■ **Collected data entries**
====================

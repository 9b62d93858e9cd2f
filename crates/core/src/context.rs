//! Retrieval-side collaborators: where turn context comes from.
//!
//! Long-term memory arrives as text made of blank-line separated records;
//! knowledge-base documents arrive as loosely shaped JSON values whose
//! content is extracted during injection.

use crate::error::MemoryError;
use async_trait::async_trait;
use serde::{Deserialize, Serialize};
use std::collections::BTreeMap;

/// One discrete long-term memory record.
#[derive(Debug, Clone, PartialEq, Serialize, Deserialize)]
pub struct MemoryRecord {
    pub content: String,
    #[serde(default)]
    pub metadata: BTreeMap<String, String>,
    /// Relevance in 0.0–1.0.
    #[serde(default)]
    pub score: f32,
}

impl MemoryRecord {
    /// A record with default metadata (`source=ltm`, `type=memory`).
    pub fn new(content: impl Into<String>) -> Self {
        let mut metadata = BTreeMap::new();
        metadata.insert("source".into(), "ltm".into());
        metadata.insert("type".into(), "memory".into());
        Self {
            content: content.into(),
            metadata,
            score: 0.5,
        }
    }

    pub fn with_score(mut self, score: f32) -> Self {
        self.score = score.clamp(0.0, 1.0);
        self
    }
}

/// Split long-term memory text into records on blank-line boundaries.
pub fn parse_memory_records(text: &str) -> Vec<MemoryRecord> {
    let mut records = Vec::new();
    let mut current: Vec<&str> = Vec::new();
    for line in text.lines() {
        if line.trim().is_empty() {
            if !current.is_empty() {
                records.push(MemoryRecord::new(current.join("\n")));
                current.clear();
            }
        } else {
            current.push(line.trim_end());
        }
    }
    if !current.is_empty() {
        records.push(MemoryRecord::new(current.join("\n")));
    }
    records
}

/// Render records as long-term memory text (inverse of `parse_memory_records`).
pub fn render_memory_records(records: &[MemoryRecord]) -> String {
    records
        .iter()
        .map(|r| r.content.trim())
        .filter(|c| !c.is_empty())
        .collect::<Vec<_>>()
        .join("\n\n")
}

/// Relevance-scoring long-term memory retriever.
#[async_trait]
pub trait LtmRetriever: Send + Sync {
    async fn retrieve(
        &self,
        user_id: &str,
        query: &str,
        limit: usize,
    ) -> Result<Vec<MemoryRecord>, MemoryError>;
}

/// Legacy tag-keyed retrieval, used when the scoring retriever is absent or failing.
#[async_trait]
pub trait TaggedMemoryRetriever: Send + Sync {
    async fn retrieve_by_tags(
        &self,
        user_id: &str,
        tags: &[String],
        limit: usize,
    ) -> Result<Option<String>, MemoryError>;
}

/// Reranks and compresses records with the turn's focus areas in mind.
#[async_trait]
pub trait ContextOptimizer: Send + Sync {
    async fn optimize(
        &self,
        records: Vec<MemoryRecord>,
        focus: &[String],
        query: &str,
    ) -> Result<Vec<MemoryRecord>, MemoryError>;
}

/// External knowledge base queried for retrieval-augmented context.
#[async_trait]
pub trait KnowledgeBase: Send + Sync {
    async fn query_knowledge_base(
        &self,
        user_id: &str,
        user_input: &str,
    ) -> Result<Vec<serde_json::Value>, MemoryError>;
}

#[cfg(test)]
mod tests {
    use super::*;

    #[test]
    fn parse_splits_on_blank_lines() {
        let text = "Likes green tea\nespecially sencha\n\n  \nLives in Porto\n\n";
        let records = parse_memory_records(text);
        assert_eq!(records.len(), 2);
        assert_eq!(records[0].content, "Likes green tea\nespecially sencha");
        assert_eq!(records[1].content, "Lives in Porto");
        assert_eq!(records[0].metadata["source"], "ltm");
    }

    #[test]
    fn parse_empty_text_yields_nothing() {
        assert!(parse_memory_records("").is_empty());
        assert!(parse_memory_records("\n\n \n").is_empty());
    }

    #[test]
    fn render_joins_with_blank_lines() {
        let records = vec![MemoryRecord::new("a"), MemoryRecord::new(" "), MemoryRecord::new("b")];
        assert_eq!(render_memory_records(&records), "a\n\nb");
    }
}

====================

■ **Exercise**
Return, exactly, the lines from the first line of the records above to the line containing "JSON values whose", both included.

■ **Reply**
repository 9b62d93858e9cd2f
filename crates/core/src/context.rs
//! Retrieval-side collaborators: where turn context comes from.
//!
//! Long-term memory arrives as text made of blank-line separated records;
//! knowledge-base documents arrive as loosely shaped JSON values whose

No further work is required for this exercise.